Task description:
For the records that follow, please set down exactly the lines between the one holding "appear in URIs." and the one holding "impl fmt::Display for DestinationSpec", inclusive, and only those.

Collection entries
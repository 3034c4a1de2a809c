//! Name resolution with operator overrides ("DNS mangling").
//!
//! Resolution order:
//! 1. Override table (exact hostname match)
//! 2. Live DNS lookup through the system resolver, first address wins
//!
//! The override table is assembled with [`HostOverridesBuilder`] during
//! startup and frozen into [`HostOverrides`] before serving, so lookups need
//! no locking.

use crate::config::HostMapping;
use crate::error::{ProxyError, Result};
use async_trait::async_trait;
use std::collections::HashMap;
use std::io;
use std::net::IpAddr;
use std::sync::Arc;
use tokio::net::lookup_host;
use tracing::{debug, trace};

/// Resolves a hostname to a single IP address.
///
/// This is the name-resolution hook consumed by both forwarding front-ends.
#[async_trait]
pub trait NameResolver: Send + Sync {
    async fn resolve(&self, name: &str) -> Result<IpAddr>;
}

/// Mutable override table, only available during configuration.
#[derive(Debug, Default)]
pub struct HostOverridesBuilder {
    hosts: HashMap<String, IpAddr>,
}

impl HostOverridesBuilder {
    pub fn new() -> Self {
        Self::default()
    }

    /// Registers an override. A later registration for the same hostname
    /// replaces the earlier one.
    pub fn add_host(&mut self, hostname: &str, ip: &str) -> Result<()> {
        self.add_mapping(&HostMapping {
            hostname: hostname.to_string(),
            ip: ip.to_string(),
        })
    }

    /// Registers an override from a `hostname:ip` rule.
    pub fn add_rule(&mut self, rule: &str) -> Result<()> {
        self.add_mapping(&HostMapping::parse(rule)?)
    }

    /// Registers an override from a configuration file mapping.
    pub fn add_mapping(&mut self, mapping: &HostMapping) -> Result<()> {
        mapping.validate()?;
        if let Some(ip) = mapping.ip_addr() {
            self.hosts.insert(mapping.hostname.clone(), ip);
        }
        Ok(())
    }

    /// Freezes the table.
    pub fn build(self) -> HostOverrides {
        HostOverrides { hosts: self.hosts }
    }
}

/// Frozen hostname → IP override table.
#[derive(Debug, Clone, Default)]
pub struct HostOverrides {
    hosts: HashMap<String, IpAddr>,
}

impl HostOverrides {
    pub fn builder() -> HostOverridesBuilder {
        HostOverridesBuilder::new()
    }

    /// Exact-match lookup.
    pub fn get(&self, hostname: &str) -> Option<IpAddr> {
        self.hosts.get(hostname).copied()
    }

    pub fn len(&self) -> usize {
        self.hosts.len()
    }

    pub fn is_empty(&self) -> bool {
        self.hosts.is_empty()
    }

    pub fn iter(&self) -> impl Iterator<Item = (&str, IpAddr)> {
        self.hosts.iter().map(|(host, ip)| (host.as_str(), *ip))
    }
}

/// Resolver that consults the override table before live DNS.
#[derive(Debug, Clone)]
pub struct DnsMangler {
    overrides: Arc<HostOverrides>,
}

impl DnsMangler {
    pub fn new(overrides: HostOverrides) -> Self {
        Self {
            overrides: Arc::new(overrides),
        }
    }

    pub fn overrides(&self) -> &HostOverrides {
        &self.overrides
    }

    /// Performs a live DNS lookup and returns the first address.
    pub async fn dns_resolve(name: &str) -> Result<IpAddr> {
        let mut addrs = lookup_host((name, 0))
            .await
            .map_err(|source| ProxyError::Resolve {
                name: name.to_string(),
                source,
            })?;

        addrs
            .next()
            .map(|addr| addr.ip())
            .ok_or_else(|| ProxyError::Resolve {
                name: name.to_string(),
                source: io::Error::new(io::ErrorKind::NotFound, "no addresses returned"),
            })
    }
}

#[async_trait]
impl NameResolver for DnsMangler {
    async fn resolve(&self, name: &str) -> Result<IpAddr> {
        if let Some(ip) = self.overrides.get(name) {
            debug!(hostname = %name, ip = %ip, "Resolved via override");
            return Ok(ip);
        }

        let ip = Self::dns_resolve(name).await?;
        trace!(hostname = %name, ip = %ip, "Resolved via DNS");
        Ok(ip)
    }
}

* * *

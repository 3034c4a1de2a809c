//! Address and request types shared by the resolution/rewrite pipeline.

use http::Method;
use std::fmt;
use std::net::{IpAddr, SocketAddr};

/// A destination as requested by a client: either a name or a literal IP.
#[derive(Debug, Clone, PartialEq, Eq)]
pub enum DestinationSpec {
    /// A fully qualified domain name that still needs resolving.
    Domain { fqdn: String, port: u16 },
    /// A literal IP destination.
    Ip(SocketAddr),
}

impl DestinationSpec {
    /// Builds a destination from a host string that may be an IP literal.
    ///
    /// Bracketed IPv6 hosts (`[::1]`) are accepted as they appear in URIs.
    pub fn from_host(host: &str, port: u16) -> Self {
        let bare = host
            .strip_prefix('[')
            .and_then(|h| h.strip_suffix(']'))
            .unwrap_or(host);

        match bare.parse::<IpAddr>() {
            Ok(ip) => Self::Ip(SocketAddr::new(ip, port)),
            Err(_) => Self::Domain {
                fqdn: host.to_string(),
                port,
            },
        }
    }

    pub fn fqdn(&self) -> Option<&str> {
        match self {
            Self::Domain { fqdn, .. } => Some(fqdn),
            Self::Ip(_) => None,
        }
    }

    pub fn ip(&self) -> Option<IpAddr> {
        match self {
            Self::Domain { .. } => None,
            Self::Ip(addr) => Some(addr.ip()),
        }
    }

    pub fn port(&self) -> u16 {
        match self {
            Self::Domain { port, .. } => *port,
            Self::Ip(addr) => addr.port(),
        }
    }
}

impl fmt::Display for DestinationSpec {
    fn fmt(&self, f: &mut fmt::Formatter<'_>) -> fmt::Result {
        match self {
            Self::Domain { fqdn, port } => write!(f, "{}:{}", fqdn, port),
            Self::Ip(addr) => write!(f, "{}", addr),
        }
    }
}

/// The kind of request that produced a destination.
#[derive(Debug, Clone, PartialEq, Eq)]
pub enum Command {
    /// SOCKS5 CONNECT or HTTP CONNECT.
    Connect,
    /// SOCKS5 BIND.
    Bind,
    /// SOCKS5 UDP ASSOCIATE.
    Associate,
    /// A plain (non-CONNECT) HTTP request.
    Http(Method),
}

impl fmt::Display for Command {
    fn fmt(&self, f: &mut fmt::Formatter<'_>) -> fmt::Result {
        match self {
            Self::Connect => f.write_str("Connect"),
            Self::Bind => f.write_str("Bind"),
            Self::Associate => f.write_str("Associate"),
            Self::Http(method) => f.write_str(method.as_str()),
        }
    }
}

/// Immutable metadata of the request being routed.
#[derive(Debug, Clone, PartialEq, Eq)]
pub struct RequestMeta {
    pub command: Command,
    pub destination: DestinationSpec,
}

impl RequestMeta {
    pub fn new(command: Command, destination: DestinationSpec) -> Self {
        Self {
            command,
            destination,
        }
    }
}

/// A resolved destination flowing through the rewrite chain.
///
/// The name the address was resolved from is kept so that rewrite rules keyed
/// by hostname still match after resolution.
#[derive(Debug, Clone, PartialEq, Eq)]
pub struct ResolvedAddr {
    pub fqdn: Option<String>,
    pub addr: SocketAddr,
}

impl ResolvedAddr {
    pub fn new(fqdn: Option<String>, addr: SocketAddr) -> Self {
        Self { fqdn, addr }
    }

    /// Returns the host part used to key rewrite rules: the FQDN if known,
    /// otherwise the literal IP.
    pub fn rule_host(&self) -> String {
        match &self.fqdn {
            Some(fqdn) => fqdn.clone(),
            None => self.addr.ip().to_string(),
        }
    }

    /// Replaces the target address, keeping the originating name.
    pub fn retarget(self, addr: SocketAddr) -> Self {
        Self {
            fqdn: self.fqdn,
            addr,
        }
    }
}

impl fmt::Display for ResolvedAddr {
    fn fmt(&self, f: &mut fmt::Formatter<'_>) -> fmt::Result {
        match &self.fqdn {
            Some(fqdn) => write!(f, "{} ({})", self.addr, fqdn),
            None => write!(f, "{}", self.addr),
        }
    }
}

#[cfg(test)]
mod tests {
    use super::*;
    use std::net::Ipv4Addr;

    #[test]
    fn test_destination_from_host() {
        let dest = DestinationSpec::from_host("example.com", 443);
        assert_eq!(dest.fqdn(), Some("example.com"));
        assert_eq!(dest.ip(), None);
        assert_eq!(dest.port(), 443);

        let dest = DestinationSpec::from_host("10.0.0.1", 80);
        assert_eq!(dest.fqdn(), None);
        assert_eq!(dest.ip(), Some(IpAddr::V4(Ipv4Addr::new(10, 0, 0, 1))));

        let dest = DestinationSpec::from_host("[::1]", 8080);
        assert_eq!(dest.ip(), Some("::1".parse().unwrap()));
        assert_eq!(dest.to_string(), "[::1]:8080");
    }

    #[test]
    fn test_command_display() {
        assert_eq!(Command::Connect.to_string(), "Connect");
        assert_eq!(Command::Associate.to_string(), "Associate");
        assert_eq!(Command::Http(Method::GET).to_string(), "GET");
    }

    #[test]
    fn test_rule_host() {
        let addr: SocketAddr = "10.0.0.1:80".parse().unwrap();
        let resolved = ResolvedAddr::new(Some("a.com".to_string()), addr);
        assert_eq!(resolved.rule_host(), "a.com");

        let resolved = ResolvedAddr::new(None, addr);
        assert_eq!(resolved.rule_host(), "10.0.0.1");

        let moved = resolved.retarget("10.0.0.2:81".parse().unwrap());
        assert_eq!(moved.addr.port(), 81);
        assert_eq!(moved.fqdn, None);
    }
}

Output for this exercise:
    /// Bracketed IPv6 hosts (`[::1]`) are accepted as they appear in URIs.
    pub fn from_host(host: &str, port: u16) -> Self {
        let bare = host
            .strip_prefix('[')
            .and_then(|h| h.strip_suffix(']'))
            .unwrap_or(host);

        match bare.parse::<IpAddr>() {
            Ok(ip) => Self::Ip(SocketAddr::new(ip, port)),
            Err(_) => Self::Domain {
                fqdn: host.to_string(),
                port,
            },
        }
    }

    pub fn fqdn(&self) -> Option<&str> {
        match self {
            Self::Domain { fqdn, .. } => Some(fqdn),
            Self::Ip(_) => None,
        }
    }

    pub fn ip(&self) -> Option<IpAddr> {
        match self {
            Self::Domain { .. } => None,
            Self::Ip(addr) => Some(addr.ip()),
        }
    }

    pub fn port(&self) -> u16 {
        match self {
            Self::Domain { port, .. } => *port,
            Self::Ip(addr) => addr.port(),
        }
    }
}

impl fmt::Display for DestinationSpec {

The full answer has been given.